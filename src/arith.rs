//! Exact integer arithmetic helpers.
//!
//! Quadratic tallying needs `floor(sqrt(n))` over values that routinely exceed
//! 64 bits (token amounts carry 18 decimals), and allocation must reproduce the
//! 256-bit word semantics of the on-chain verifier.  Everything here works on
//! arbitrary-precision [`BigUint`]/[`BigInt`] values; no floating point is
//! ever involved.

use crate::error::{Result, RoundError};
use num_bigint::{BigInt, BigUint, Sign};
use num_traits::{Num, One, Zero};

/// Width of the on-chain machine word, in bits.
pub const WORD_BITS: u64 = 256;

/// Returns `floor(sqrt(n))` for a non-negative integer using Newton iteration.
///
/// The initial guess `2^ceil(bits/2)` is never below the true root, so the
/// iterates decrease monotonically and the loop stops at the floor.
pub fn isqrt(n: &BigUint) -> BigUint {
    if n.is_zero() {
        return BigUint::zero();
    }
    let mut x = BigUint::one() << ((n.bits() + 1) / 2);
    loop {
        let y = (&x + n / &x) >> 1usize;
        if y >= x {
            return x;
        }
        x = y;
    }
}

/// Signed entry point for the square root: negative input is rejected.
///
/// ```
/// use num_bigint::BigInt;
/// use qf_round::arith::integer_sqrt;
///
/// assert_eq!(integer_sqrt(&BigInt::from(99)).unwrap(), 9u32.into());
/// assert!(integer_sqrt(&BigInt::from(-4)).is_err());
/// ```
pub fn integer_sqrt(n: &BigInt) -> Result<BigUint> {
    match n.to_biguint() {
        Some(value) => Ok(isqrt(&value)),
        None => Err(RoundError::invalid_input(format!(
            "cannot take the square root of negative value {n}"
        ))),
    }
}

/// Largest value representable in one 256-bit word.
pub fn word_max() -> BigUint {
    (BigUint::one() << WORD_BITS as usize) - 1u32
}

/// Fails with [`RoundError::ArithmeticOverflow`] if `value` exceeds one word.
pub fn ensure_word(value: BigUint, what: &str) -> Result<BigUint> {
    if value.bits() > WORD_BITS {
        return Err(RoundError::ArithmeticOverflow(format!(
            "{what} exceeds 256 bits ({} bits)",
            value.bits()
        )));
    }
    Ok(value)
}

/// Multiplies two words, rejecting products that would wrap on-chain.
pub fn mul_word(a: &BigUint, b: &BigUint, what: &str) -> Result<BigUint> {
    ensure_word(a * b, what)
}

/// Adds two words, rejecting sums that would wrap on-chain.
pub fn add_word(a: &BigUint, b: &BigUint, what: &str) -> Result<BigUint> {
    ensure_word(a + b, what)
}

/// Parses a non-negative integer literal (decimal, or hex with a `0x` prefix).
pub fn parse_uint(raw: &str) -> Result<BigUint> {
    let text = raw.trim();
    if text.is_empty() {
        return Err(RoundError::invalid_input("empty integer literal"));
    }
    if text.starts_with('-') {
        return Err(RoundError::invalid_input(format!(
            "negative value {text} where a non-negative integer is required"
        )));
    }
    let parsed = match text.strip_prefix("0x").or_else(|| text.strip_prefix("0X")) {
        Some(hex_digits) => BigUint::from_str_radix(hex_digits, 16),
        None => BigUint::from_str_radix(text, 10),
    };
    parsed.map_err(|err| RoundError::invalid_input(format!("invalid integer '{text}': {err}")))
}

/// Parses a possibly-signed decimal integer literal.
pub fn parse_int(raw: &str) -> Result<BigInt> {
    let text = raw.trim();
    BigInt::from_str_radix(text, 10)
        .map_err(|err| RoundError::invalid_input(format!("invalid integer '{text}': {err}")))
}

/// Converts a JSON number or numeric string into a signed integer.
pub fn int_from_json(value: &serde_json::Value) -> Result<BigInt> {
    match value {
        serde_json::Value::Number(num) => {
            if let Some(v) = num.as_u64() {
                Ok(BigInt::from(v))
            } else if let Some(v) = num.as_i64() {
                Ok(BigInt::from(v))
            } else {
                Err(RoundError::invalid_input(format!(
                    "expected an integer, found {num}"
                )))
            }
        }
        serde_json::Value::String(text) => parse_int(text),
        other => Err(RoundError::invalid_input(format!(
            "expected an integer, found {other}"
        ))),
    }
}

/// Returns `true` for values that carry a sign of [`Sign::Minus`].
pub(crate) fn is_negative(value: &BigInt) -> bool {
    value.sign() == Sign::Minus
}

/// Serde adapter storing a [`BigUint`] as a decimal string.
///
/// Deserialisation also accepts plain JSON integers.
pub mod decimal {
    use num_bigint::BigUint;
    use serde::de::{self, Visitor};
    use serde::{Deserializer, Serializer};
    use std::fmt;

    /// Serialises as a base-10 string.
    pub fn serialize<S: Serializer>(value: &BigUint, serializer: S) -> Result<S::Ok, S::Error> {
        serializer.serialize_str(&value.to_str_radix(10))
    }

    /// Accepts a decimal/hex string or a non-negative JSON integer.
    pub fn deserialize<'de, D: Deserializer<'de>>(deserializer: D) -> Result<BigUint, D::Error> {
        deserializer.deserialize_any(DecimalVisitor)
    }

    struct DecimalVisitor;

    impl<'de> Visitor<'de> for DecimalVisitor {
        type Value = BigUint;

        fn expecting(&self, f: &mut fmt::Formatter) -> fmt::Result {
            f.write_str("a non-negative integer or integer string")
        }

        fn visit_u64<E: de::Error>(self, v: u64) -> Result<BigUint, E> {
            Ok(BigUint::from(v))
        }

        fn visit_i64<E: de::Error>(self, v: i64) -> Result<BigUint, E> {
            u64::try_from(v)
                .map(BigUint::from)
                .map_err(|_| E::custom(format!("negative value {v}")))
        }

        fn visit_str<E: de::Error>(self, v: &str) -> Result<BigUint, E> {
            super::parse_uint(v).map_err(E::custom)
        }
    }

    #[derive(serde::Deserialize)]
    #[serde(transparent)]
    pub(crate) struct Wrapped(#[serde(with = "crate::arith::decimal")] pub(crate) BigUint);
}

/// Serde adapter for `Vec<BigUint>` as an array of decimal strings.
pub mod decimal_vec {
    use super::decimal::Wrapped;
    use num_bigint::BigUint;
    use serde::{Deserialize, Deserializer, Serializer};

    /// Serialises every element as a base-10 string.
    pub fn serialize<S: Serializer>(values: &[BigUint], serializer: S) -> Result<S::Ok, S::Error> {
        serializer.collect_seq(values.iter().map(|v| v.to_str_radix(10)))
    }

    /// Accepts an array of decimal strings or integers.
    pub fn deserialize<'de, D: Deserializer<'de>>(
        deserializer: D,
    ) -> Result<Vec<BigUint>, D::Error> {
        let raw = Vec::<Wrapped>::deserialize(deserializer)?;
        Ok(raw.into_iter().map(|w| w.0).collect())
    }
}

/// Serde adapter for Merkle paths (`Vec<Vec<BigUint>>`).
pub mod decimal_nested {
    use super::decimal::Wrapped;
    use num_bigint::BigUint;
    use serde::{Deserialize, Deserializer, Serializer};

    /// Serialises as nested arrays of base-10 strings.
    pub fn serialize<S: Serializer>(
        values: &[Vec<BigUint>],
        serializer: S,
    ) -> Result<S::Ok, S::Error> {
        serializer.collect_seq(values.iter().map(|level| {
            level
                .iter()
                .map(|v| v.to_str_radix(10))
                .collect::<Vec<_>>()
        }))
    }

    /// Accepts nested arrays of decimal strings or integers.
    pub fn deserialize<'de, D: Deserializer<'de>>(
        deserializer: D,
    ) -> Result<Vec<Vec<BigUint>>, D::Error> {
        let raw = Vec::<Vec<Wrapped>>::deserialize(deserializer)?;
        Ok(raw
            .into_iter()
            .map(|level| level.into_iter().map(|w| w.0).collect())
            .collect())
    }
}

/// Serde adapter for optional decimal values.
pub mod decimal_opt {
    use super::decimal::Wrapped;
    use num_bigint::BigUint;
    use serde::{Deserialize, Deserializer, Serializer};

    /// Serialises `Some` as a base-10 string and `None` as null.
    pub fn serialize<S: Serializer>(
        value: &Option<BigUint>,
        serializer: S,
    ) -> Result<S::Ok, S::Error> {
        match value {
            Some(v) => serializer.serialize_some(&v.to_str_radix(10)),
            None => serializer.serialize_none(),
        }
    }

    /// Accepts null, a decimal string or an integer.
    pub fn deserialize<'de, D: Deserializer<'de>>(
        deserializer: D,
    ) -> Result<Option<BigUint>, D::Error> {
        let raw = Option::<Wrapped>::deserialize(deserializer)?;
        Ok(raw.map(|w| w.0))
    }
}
------------------------------------------------------------------------
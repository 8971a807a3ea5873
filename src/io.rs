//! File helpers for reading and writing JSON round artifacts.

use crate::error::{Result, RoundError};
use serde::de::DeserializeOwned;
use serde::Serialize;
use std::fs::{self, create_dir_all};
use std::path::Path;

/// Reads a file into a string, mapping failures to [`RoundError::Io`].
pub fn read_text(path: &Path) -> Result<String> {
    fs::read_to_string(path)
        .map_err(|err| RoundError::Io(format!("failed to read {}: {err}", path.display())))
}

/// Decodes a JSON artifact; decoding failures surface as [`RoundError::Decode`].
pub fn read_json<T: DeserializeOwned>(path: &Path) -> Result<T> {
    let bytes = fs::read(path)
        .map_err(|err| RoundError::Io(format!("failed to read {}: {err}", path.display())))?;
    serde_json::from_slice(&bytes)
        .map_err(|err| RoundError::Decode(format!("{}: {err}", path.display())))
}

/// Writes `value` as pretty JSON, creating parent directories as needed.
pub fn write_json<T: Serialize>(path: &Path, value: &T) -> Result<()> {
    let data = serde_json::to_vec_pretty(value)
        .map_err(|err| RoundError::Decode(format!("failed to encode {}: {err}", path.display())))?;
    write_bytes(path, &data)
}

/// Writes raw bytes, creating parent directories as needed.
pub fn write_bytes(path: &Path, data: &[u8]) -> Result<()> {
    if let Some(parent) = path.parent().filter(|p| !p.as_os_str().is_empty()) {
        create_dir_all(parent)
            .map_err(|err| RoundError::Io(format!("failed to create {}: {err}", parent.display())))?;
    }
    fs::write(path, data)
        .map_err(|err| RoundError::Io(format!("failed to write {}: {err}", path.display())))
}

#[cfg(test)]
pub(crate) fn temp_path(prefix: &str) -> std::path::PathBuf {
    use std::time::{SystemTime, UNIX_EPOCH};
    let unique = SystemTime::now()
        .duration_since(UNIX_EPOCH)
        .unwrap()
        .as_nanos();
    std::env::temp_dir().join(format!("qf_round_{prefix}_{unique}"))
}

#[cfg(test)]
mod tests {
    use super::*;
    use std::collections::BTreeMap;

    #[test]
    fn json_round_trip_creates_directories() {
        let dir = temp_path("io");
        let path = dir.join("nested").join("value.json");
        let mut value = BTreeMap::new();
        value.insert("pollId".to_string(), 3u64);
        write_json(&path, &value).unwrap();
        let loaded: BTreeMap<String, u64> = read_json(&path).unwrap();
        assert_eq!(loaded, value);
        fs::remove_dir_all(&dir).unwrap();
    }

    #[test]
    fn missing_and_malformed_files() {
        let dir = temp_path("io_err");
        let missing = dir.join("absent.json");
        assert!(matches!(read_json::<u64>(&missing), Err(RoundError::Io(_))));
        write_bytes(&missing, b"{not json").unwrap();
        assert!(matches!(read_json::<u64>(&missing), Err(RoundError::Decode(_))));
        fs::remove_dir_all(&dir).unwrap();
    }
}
------------------------------------------------------------------------
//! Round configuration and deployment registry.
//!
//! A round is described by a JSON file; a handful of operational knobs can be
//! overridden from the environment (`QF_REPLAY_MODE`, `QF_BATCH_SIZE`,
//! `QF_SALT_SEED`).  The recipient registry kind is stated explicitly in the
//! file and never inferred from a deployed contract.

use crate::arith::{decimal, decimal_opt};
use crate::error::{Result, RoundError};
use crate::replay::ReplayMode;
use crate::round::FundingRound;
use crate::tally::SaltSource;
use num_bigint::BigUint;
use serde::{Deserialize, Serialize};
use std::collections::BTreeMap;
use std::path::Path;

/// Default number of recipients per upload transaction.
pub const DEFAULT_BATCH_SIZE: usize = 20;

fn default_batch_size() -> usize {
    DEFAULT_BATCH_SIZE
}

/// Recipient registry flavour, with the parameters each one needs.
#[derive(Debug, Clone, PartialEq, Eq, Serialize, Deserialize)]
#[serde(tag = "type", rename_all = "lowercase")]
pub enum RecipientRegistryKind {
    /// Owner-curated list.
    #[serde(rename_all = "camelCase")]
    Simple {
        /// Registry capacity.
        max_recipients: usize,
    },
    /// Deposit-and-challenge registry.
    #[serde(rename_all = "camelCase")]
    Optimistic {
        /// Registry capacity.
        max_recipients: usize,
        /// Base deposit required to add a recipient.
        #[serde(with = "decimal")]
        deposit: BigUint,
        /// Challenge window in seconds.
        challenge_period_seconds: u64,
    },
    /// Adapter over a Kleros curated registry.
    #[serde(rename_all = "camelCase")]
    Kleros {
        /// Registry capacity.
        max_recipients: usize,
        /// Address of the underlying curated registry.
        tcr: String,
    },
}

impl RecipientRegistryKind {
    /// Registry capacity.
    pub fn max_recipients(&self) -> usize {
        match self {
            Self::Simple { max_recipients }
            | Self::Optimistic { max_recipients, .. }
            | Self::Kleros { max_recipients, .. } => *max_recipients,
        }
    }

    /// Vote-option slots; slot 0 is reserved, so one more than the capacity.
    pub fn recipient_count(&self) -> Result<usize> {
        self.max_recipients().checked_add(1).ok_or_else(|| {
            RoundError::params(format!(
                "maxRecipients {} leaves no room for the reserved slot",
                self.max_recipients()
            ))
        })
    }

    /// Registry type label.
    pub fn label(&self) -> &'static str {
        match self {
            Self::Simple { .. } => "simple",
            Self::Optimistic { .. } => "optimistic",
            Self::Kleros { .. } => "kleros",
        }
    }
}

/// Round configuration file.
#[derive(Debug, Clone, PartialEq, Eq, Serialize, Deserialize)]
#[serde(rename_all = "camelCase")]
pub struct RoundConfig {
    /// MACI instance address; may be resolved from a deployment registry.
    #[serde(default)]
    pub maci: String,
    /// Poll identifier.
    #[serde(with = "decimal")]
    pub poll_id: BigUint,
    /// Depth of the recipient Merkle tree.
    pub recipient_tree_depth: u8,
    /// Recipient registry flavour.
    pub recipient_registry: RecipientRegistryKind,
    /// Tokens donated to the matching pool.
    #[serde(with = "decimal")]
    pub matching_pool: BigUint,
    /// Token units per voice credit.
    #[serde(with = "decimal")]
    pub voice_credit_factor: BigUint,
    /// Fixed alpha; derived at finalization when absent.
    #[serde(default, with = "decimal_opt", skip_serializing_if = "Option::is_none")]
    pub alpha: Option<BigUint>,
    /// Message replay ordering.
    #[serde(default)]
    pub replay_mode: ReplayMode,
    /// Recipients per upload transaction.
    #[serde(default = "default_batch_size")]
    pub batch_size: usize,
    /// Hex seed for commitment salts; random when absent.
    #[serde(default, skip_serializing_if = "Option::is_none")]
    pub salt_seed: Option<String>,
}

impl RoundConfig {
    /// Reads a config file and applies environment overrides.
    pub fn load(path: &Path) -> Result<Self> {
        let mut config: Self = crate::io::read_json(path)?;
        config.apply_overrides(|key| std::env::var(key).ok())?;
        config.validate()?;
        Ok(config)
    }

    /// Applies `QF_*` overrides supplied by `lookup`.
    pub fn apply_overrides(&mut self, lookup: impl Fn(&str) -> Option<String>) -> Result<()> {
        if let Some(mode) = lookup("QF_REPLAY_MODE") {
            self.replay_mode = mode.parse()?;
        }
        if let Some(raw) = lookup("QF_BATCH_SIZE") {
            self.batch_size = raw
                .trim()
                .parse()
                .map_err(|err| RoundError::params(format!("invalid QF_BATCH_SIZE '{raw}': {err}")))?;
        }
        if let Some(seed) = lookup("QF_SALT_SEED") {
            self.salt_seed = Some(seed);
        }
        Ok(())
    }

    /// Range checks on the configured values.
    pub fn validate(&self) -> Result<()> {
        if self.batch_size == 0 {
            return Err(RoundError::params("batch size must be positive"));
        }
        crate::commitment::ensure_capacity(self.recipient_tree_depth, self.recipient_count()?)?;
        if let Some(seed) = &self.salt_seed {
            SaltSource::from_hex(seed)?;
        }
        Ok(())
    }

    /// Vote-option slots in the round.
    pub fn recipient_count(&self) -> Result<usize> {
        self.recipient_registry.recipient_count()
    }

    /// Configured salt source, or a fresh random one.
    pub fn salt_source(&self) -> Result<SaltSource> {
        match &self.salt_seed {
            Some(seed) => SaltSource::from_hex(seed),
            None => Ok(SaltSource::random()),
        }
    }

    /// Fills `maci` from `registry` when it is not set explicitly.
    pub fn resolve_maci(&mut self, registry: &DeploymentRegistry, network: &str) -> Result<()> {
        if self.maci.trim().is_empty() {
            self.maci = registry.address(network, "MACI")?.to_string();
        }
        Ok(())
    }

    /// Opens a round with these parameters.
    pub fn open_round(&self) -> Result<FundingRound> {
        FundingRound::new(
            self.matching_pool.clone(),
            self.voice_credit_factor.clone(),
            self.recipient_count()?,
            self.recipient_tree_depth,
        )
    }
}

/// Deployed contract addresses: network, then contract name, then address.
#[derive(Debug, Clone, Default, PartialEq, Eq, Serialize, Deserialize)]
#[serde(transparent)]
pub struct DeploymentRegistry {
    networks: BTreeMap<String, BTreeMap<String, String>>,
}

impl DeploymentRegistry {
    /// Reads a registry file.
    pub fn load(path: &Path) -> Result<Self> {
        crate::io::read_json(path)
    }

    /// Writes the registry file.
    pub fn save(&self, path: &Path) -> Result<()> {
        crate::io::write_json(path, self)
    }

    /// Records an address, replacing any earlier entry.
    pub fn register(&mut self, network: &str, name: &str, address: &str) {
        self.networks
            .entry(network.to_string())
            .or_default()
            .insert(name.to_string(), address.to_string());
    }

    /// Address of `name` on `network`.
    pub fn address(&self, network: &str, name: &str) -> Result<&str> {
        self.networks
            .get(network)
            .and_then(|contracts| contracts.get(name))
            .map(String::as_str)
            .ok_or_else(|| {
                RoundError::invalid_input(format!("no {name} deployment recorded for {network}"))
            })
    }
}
------------------------------------------------------------------------
- _Problem to solve_
Reply with the number of lines in the data that include the string "Vote" and nothing else.

- _Solution below_
2